=== Begin Enclosure ===

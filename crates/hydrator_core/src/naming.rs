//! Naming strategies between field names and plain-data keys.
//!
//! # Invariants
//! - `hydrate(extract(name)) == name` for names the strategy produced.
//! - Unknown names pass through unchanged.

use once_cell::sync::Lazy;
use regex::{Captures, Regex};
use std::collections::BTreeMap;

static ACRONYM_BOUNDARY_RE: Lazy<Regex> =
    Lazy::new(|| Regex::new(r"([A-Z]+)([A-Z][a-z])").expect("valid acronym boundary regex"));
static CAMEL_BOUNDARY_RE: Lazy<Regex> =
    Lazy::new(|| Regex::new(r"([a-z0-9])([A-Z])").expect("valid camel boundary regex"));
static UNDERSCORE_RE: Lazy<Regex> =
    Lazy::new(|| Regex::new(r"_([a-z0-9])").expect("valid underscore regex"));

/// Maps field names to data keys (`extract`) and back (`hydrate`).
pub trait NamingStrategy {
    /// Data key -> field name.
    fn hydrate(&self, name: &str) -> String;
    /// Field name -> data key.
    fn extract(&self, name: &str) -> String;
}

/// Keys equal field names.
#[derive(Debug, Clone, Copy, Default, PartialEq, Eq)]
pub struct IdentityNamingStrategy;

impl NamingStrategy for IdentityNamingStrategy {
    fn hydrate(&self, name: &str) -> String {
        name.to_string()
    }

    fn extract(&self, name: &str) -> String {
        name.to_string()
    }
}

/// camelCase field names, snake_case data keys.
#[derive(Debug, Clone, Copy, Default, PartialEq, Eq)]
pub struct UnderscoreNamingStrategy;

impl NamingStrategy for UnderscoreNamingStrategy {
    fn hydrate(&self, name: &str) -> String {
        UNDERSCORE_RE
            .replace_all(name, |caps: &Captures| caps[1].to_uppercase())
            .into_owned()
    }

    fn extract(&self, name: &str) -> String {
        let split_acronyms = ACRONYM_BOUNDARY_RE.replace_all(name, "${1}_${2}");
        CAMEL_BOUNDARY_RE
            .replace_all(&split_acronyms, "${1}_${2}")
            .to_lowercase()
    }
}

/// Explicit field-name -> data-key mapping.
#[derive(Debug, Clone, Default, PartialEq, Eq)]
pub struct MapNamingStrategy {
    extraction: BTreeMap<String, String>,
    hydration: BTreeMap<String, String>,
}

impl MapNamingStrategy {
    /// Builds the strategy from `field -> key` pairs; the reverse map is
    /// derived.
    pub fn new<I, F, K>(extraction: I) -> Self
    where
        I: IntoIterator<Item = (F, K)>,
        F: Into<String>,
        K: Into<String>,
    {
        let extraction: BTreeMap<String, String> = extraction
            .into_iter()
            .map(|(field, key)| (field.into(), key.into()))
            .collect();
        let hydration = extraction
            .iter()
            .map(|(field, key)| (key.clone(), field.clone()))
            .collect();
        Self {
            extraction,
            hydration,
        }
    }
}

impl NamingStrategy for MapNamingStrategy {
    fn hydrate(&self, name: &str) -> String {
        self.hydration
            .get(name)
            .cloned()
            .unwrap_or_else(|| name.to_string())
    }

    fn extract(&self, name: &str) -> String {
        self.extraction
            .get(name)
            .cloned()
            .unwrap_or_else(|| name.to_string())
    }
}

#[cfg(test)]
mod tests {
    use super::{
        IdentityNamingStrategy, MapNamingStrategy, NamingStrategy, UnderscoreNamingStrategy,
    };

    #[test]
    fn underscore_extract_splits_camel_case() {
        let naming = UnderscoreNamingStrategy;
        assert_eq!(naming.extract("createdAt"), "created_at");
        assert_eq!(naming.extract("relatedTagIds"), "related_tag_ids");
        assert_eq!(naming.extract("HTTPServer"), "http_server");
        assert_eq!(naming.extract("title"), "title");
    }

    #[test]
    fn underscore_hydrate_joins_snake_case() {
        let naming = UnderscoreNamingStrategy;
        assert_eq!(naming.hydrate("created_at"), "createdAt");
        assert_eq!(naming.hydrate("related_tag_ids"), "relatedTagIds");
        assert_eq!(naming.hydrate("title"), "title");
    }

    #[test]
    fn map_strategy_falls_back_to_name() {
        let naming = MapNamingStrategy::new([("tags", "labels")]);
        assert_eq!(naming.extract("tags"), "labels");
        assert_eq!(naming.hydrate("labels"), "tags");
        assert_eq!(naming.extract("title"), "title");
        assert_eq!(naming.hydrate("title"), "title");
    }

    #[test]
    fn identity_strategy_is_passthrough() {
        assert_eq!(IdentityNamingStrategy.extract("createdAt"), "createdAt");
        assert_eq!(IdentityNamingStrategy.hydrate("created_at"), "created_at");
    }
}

=== End Enclosure ===

◆ **The task**: Reproduce every line above that contains the string "names".

◆ **Exercise response**:
//! Naming strategies between field names and plain-data keys.
//! - `hydrate(extract(name)) == name` for names the strategy produced.
//! - Unknown names pass through unchanged.
/// Maps field names to data keys (`extract`) and back (`hydrate`).
/// Keys equal field names.
/// camelCase field names, snake_case data keys.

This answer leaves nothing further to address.